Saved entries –
+-------+

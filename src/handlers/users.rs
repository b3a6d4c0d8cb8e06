use axum::{
    extract::{Path, State},
    Extension, Json,
};
use serde::Deserialize;
use std::sync::Arc;
use tracing::{info, warn};

use crate::auth::AuthenticatedUser;
use crate::handlers::{ApiError, UserRead};
use crate::state::ServerState;
use crate::storage::{Address, NewAddress, SkillId, UserId};
use crate::validation::{self, ValidationError, CITY_LEN, STATE_LEN, STREET_LEN, ZIP_CODE_LEN};

/// Address payload; coordinates are required for addresses
#[derive(Debug, Deserialize)]
pub struct AddressRequest {
    pub street: String,
    pub city: String,
    pub state: String,
    pub zip_code: String,
    pub latitude: Option<f64>,
    pub longitude: Option<f64>,
}

impl AddressRequest {
    fn validate(self) -> Result<NewAddress, ValidationError> {
        let (latitude, longitude) = validation::required_coordinates(self.latitude, self.longitude)?;
        Ok(NewAddress {
            street: validation::text_field("street", &self.street, STREET_LEN)?,
            city: validation::text_field("city", &self.city, CITY_LEN)?,
            state: validation::text_field("state", &self.state, STATE_LEN)?,
            zip_code: validation::text_field("zip_code", &self.zip_code, ZIP_CODE_LEN)?,
            latitude,
            longitude,
        })
    }
}

/// The target user must exist and be the caller
async fn ensure_self(
    state: &ServerState,
    caller: &AuthenticatedUser,
    user_id: UserId,
) -> Result<(), ApiError> {
    state.user_store.get_user(user_id).await?;
    if caller.user_id != user_id {
        warn!(
            "User {} attempted to modify user {}",
            caller.user_id, user_id
        );
        return Err(ApiError::Forbidden(
            "operation not permitted for this user".to_string(),
        ));
    }
    Ok(())
}

/// Set or replace a user's address
pub async fn upsert_address(
    State(state): State<Arc<ServerState>>,
    Extension(caller): Extension<AuthenticatedUser>,
    Path(user_id): Path<UserId>,
    Json(request): Json<AddressRequest>,
) -> Result<Json<Address>, ApiError> {
    let address = request.validate()?;
    ensure_self(&state, &caller, user_id).await?;

    let address = state.user_store.upsert_address(user_id, address).await?;
    info!("Address updated for user {}", user_id);
    Ok(Json(address))
}

/// Register a skill for a user
pub async fn attach_skill(
    State(state): State<Arc<ServerState>>,
    Extension(caller): Extension<AuthenticatedUser>,
    Path((user_id, skill_id)): Path<(UserId, SkillId)>,
) -> Result<Json<UserRead>, ApiError> {
    ensure_self(&state, &caller, user_id).await?;

    state.user_store.attach_skill(user_id, skill_id).await?;
    let profile = state.user_store.get_profile(user_id).await?;
    Ok(Json(profile.into()))
}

+-------+

Task directions – Exactly as written, transcribe every line shown above.

The answer –
filename src/handlers/users.rs
repository b3a6d4c0d8cb8e06
use axum::{
    extract::{Path, State},
    Extension, Json,
};
use serde::Deserialize;
use std::sync::Arc;
use tracing::{info, warn};

use crate::auth::AuthenticatedUser;
use crate::handlers::{ApiError, UserRead};
use crate::state::ServerState;
use crate::storage::{Address, NewAddress, SkillId, UserId};
use crate::validation::{self, ValidationError, CITY_LEN, STATE_LEN, STREET_LEN, ZIP_CODE_LEN};

/// Address payload; coordinates are required for addresses
#[derive(Debug, Deserialize)]
pub struct AddressRequest {
    pub street: String,
    pub city: String,
    pub state: String,
    pub zip_code: String,
    pub latitude: Option<f64>,
    pub longitude: Option<f64>,
}

impl AddressRequest {
    fn validate(self) -> Result<NewAddress, ValidationError> {
        let (latitude, longitude) = validation::required_coordinates(self.latitude, self.longitude)?;
        Ok(NewAddress {
            street: validation::text_field("street", &self.street, STREET_LEN)?,
            city: validation::text_field("city", &self.city, CITY_LEN)?,
            state: validation::text_field("state", &self.state, STATE_LEN)?,
            zip_code: validation::text_field("zip_code", &self.zip_code, ZIP_CODE_LEN)?,
            latitude,
            longitude,
        })
    }
}

/// The target user must exist and be the caller
async fn ensure_self(
    state: &ServerState,
    caller: &AuthenticatedUser,
    user_id: UserId,
) -> Result<(), ApiError> {
    state.user_store.get_user(user_id).await?;
    if caller.user_id != user_id {
        warn!(
            "User {} attempted to modify user {}",
            caller.user_id, user_id
        );
        return Err(ApiError::Forbidden(
            "operation not permitted for this user".to_string(),
        ));
    }
    Ok(())
}

/// Set or replace a user's address
pub async fn upsert_address(
    State(state): State<Arc<ServerState>>,
    Extension(caller): Extension<AuthenticatedUser>,
    Path(user_id): Path<UserId>,
    Json(request): Json<AddressRequest>,
) -> Result<Json<Address>, ApiError> {
    let address = request.validate()?;
    ensure_self(&state, &caller, user_id).await?;

    let address = state.user_store.upsert_address(user_id, address).await?;
    info!("Address updated for user {}", user_id);
    Ok(Json(address))
}

/// Register a skill for a user
pub async fn attach_skill(
    State(state): State<Arc<ServerState>>,
    Extension(caller): Extension<AuthenticatedUser>,
    Path((user_id, skill_id)): Path<(UserId, SkillId)>,
) -> Result<Json<UserRead>, ApiError> {
    ensure_self(&state, &caller, user_id).await?;

    state.user_store.attach_skill(user_id, skill_id).await?;
    let profile = state.user_store.get_profile(user_id).await?;
    Ok(Json(profile.into()))
}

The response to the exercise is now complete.